6.      Lorsqu’il s’agit des assujettis visés au paragraphe 5, les principes et les délais de remboursement définis à l’article 87, paragraphes 2 à 6, s’appliquent à partir de la déclaration afférente à la période suivant une période de 12 mois ou de quatre trimestres, période pour laquelle l’assujetti a déposé une déclaration fiscale et s’est acquitté, dans les délais, des impôts composant le revenu de l’État, y compris en tant que redevable de l’impôt sur le revenu des personnes physiques.

7.      La disposition du paragraphe 5 ne s’applique pas au cas où l’assujetti fournit à l’administration fiscale une garantie, consistant en i) une caution ou ii) en une garantie sur son patrimoine ou encore iii) en une garantie bancaire à concurrence de 250 000 PLN, ci-après la ‘caution’».

 Le litige au principal et les questions préjudicielles

9        Dans sa déclaration de TVA du mois de janvier 2006, la requérante a indiqué avoir payé un excédent de cette taxe pour un montant de 44 782 PLN. En invoquant l’article 18, paragraphe 4, de la sixième directive TVA, elle a alors demandé à l’administration fiscale de Świdnica de lui rembourser cet excédent, dans un délai de 60 jours à compter du dépôt de sa déclaration de TVA.

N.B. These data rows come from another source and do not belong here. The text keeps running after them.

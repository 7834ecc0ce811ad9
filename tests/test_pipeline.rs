//! End-to-end pipeline tests: phase routing, the stable diagnostic format,
//! and cross-phase behavior.

use minilang::compiler::{emit_python, interpret_capture, parse_source, run_frontend};
use minilang::diagnostics::Phase;
use minilang::lexer::tokenize;
use minilang::pretty::{print_ast, print_symbols, print_tokens};

// ---------------------------------------------------------------------------
// Diagnostic format, one scenario per phase
// ---------------------------------------------------------------------------

#[test]
fn test_lexical_error_format() {
    let err = tokenize("int x = @;").unwrap_err();
    assert_eq!(err.phase, Phase::Lexical);
    assert_eq!(
        err.to_string(),
        "Lexical error at line 1, column 9: unexpected character '@'"
    );
}

#[test]
fn test_syntactic_error_format() {
    let err = parse_source("int x = 10\nprint(x);").unwrap_err();
    assert_eq!(
        err.to_string(),
        "Syntactic error at line 2, column 1: expected ';', found 'print'"
    );
}

#[test]
fn test_semantic_error_format() {
    let errors = run_frontend("int x = 1;\nprint(x + y);").unwrap_err();
    assert_eq!(errors.len(), 1);
    assert_eq!(
        errors[0].to_string(),
        "Semantic error at line 2, column 11: undeclared name 'y'"
    );
}

#[test]
fn test_runtime_error_format() {
    let errors = interpret_capture("int[3] a = [1, 2, 3];\nprint(a[5]);", "").unwrap_err();
    assert_eq!(errors.len(), 1);
    assert_eq!(
        errors[0].to_string(),
        "Runtime error at line 2, column 7: index 5 out of bounds for array of length 3"
    );
}

// ---------------------------------------------------------------------------
// Cross-phase propagation
// ---------------------------------------------------------------------------

#[test]
fn test_lexical_error_stops_the_pipeline() {
    let errors = run_frontend("print(@);").unwrap_err();
    assert_eq!(errors.len(), 1);
    assert_eq!(errors[0].phase, Phase::Lexical);
}

#[test]
fn test_syntactic_error_stops_the_pipeline() {
    let errors = run_frontend("print(1)").unwrap_err();
    assert_eq!(errors.len(), 1);
    assert_eq!(errors[0].phase, Phase::Syntactic);
}

#[test]
fn test_semantic_errors_are_batched() {
    let errors = run_frontend("print(a);\nprint(b);\nprint(c);").unwrap_err();
    assert_eq!(errors.len(), 3);
    assert!(errors.iter().all(|e| e.phase == Phase::Semantic));
}

#[test]
fn test_semantic_failure_blocks_interpretation() {
    let errors = interpret_capture("print(undefined_name);", "").unwrap_err();
    assert_eq!(errors[0].phase, Phase::Semantic);
}

// ---------------------------------------------------------------------------
// Printers
// ---------------------------------------------------------------------------

#[test]
fn test_token_listing() {
    let tokens = tokenize("int x = 42;").unwrap();
    let listing = print_tokens(&tokens);
    let lines: Vec<&str> = listing.lines().collect();
    assert_eq!(lines[0], "IntType 'int' at 1:1");
    assert_eq!(lines[1], "Identifier 'x' at 1:5");
    assert_eq!(lines[2], "Assign '=' at 1:7");
    assert_eq!(lines[3], "IntLiteral '42' at 1:9");
    assert_eq!(lines[4], "Semicolon ';' at 1:11");
    assert_eq!(lines[5], "Eof at 1:12");
}

#[test]
fn test_ast_tree_shape() {
    let program = parse_source("int x = 1 + 2;").unwrap();
    let tree = print_ast(&program);
    let expected = [
        "Program",
        "└── VarDeclaration: int x",
        "    └── Initializer:",
        "        └── BinaryOp: +",
        "            ├── Left:",
        "            │   └── Literal: 1 (int)",
        "            └── Right:",
        "                └── Literal: 2 (int)",
    ];
    assert_eq!(tree.lines().collect::<Vec<_>>(), expected);
}

#[test]
fn test_ast_tree_for_function() {
    let program = parse_source("function f(int n): int { return n; }").unwrap();
    let tree = print_ast(&program);
    assert!(tree.contains("FunctionDeclaration: f(int n) -> int"));
    assert!(tree.contains("ReturnStatement"));
    assert!(tree.contains("Identifier: n"));
}

#[test]
fn test_symbol_table_listing() {
    let frontend = run_frontend(
        r#"
int x = 1;
function dobro(int n): int {
    return n * 2;
}
"#,
    )
    .unwrap();
    let listing = print_symbols(&frontend.analysis);
    assert!(listing.starts_with("Scope (level 0):\n"));
    assert!(listing.contains("  dobro: function(int n) -> int\n"));
    assert!(listing.contains("  x: int\n"));
    // the function body scope is a child holding the parameter
    assert!(listing.contains("  Scope (level 1):\n"));
    assert!(listing.contains("    n: int\n"));
}

#[test]
fn test_symbol_table_nested_scopes() {
    let frontend = run_frontend("int a = 1;\n{\n    bool inner = true;\n}").unwrap();
    let listing = print_symbols(&frontend.analysis);
    assert!(listing.contains("  a: int\n"));
    assert!(listing.contains("    inner: bool\n"));
}

// ---------------------------------------------------------------------------
// Emission next to interpretation
// ---------------------------------------------------------------------------

#[test]
fn test_emitted_python_parallels_interpreter_output() {
    // The emitted source for a print-only program carries the same
    // literal values the interpreter prints, including the truncating
    // modulo form Python's own % would get wrong.
    let src = r#"
int x = 6;
print(x * 7);
print(-7 % 2);
print("ok");
"#;
    let interpreted = interpret_capture(src, "").unwrap();
    assert_eq!(interpreted, "42\n-1\nok\n");

    let python = emit_python(src).unwrap();
    assert!(python.contains("import math"));
    assert!(python.contains("x = 6"));
    assert!(python.contains("print((x * 7))"));
    assert!(python.contains("print(int(math.fmod((- 7), 2)))"));
    assert!(python.contains(r#"print("ok")"#));
}

#[test]
fn test_emission_fails_on_semantic_errors() {
    let errors = emit_python("print(missing);").unwrap_err();
    assert_eq!(errors[0].phase, Phase::Semantic);
}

10      Sur le fondement des articles 87, paragraphes 1 et 2, et 97, paragraphes 5 et 7, de la loi sur la TVA, l’administration fiscale de Świdnica a rejeté sa demande. En effet, selon ladite administration, la requérante ne pouvait obtenir le remboursement de l’excédent de TVA dans le délai de 60 jours, car, ayant commencé ses activités depuis moins de 12 mois et n’ayant pas fourni à l’administration fiscale de «caution», au sens dudit article 97, paragraphe 7, elle ne remplissait pas les conditions fixées par ladite loi aux fins d’obtenir le remboursement escompté.

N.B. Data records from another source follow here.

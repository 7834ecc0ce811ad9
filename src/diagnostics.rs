//! Diagnostics shared by every phase of the pipeline.
//!
//! A diagnostic carries the phase that produced it, the source position it
//! points at, and a message. The rendered form is line-oriented and stable
//! so tests can compare it by string.

use std::fmt;

use crate::token::Span;

#[derive(Debug, Clone, Copy, PartialEq, Eq)]
pub enum Phase {
    Lexical,
    Syntactic,
    Semantic,
    Runtime,
}

impl fmt::Display for Phase {
    fn fmt(&self, f: &mut fmt::Formatter<'_>) -> fmt::Result {
        let s = match self {
            Phase::Lexical => "Lexical",
            Phase::Syntactic => "Syntactic",
            Phase::Semantic => "Semantic",
            Phase::Runtime => "Runtime",
        };
        write!(f, "{}", s)
    }
}

#[derive(Debug, Clone, PartialEq)]
pub struct Diagnostic {
    pub phase: Phase,
    pub line: u32,
    pub column: u32,
    pub message: String,
}

impl Diagnostic {
    pub fn new(phase: Phase, span: Span, message: impl Into<String>) -> Self {
        Self {
            phase,
            line: span.line,
            column: span.column,
            message: message.into(),
        }
    }

    pub fn lexical(span: Span, message: impl Into<String>) -> Self {
        Self::new(Phase::Lexical, span, message)
    }

    pub fn syntactic(span: Span, message: impl Into<String>) -> Self {
        Self::new(Phase::Syntactic, span, message)
    }

    pub fn semantic(span: Span, message: impl Into<String>) -> Self {
        Self::new(Phase::Semantic, span, message)
    }

    pub fn runtime(span: Span, message: impl Into<String>) -> Self {
        Self::new(Phase::Runtime, span, message)
    }
}

impl fmt::Display for Diagnostic {
    fn fmt(&self, f: &mut fmt::Formatter<'_>) -> fmt::Result {
        write!(
            f,
            "{} error at line {}, column {}: {}",
            self.phase, self.line, self.column, self.message
        )
    }
}

impl std::error::Error for Diagnostic {}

11      La requérante a introduit une réclamation contre cette décision devant le Dyrektor, qui a confirmé la décision de refus.

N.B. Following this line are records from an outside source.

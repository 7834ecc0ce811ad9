use crate::diagnostics::Diagnostic;
use crate::token::{Span, Token, TokenType};

// ---------------------------------------------------------------------------
// Lexer
// ---------------------------------------------------------------------------

struct Lexer {
    chars: Vec<char>,
    pos: usize,
    line: u32,
    column: u32,
    tokens: Vec<Token>,
}

impl Lexer {
    fn new(input: &str) -> Self {
        Self {
            chars: input.chars().collect(),
            pos: 0,
            line: 1,
            column: 1,
            tokens: Vec::new(),
        }
    }

    fn span(&self) -> Span {
        Span::new(self.line, self.column)
    }

    fn current(&self) -> Option<char> {
        self.chars.get(self.pos).copied()
    }

    fn peek(&self) -> Option<char> {
        self.chars.get(self.pos + 1).copied()
    }

    /// Consume one code point. Columns advance by one per code point;
    /// a newline resets the column and bumps the line.
    fn advance(&mut self) {
        if let Some(c) = self.current() {
            if c == '\n' {
                self.line += 1;
                self.column = 1;
            } else {
                self.column += 1;
            }
            self.pos += 1;
        }
    }

    fn at_end(&self) -> bool {
        self.pos >= self.chars.len()
    }

    fn push(&mut self, token_type: TokenType, lexeme: impl Into<String>, span: Span) {
        self.tokens.push(Token::new(token_type, lexeme, span));
    }

    // -----------------------------------------------------------------------
    // Token readers
    // -----------------------------------------------------------------------

    fn read_number(&mut self) -> Result<(), Diagnostic> {
        let start = self.span();
        let mut text = String::new();
        let mut has_dot = false;

        while let Some(c) = self.current() {
            if c == '.' {
                if has_dot {
                    return Err(Diagnostic::lexical(
                        self.span(),
                        "number has more than one decimal point",
                    ));
                }
                has_dot = true;
            } else if !c.is_ascii_digit() {
                break;
            }
            text.push(c);
            self.advance();
        }

        if has_dot {
            self.push(TokenType::FloatLiteral, text, start);
        } else {
            if text.parse::<i64>().is_err() {
                return Err(Diagnostic::lexical(start, "integer literal out of range"));
            }
            self.push(TokenType::IntLiteral, text, start);
        }
        Ok(())
    }

    /// Reads a quoted literal, decoding the escapes `\n`, `\r`, `\t`,
    /// `\\`, `\"` and `\'`. The token's lexeme is the decoded payload.
    fn read_string(&mut self) -> Result<(), Diagnostic> {
        let start = self.span();
        let quote = match self.current() {
            Some(q) => q,
            None => return Ok(()),
        };
        self.advance(); // opening quote

        let mut value = String::new();
        loop {
            match self.current() {
                None | Some('\n') => {
                    return Err(Diagnostic::lexical(start, "unterminated string"));
                }
                Some(c) if c == quote => {
                    self.advance(); // closing quote
                    break;
                }
                Some('\\') => {
                    self.advance();
                    let escape_span = self.span();
                    match self.current() {
                        Some('n') => value.push('\n'),
                        Some('r') => value.push('\r'),
                        Some('t') => value.push('\t'),
                        Some('\\') => value.push('\\'),
                        Some('"') => value.push('"'),
                        Some('\'') => value.push('\''),
                        Some(other) => {
                            return Err(Diagnostic::lexical(
                                escape_span,
                                format!("invalid escape sequence '\\{other}'"),
                            ));
                        }
                        None => {
                            return Err(Diagnostic::lexical(start, "unterminated string"));
                        }
                    }
                    self.advance();
                }
                Some(c) => {
                    value.push(c);
                    self.advance();
                }
            }
        }

        self.push(TokenType::StringLiteral, value, start);
        Ok(())
    }

    fn read_identifier(&mut self) {
        let start = self.span();
        let mut ident = String::new();

        while let Some(c) = self.current() {
            if c.is_ascii_alphanumeric() || c == '_' {
                ident.push(c);
                self.advance();
            } else {
                break;
            }
        }

        let token_type = TokenType::keyword_from_str(&ident).unwrap_or(TokenType::Identifier);
        self.push(token_type, ident, start);
    }

    // -----------------------------------------------------------------------
    // Main tokenize loop
    // -----------------------------------------------------------------------

    fn tokenize(mut self) -> Result<Vec<Token>, Diagnostic> {
        while let Some(c) = self.current() {
            // Whitespace
            if c == ' ' || c == '\t' || c == '\r' || c == '\n' {
                self.advance();
                continue;
            }

            // Comment: '#' to end of line
            if c == '#' {
                while !self.at_end() && self.current() != Some('\n') {
                    self.advance();
                }
                continue;
            }

            if c.is_ascii_digit() {
                self.read_number()?;
                continue;
            }

            if c == '"' || c == '\'' {
                self.read_string()?;
                continue;
            }

            if c.is_ascii_alphabetic() || c == '_' {
                self.read_identifier();
                continue;
            }

            // Two-character operators before their single-character prefixes
            let span = self.span();
            if let Some(next) = self.peek() {
                let two = match (c, next) {
                    ('=', '=') => Some(TokenType::Equal),
                    ('!', '=') => Some(TokenType::NotEqual),
                    ('<', '=') => Some(TokenType::LessEqual),
                    ('>', '=') => Some(TokenType::GreaterEqual),
                    _ => None,
                };
                if let Some(token_type) = two {
                    self.advance();
                    self.advance();
                    let lexeme: String = [c, next].iter().collect();
                    self.push(token_type, lexeme, span);
                    continue;
                }
            }

            let single = match c {
                '+' => Some(TokenType::Plus),
                '-' => Some(TokenType::Minus),
                '*' => Some(TokenType::Times),
                '/' => Some(TokenType::Divide),
                '%' => Some(TokenType::Modulo),
                '<' => Some(TokenType::Less),
                '>' => Some(TokenType::Greater),
                '=' => Some(TokenType::Assign),
                '(' => Some(TokenType::LParen),
                ')' => Some(TokenType::RParen),
                '{' => Some(TokenType::LBrace),
                '}' => Some(TokenType::RBrace),
                '[' => Some(TokenType::LBracket),
                ']' => Some(TokenType::RBracket),
                ';' => Some(TokenType::Semicolon),
                ',' => Some(TokenType::Comma),
                ':' => Some(TokenType::Colon),
                _ => None,
            };
            match single {
                Some(token_type) => {
                    self.advance();
                    self.push(token_type, c.to_string(), span);
                }
                None => {
                    return Err(Diagnostic::lexical(
                        span,
                        format!("unexpected character '{c}'"),
                    ));
                }
            }
        }

        let span = self.span();
        self.push(TokenType::Eof, "", span);
        Ok(self.tokens)
    }
}

// ---------------------------------------------------------------------------
// Public API
// ---------------------------------------------------------------------------

/// Tokenize a full source text. On success the stream always ends with a
/// single `Eof` token; the first lexical error aborts the scan.
pub fn tokenize(input: &str) -> Result<Vec<Token>, Diagnostic> {
    Lexer::new(input).tokenize()
}

// ---------------------------------------------------------------------------
// Tests
// ---------------------------------------------------------------------------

12      Insatisfaite par cette prise de position, la requérante a ensuite saisi d’un recours le Wojewódzki Sąd Administracyjny we Wrocławiu, lequel, nourrissant des doutes quant à la compatibilité avec le droit communautaire des dispositions nationales en question, a sursis à statuer et a posé à la Cour les deux questions préjudicielles suivantes:

«1)       L’article 5, paragraphe 3, CE, combiné à l’article 2 de la [première directive TVA] et à l’article 18, paragraphe 4, de la [sixième directive TVA], donne-t-il à un État membre le droit d’introduire, dans la réglementation nationale concernant la taxe sur les biens et les services, des dispositions telles que celles visées à l’article 97, paragraphes 5 et 7, de la [loi sur la TVA]?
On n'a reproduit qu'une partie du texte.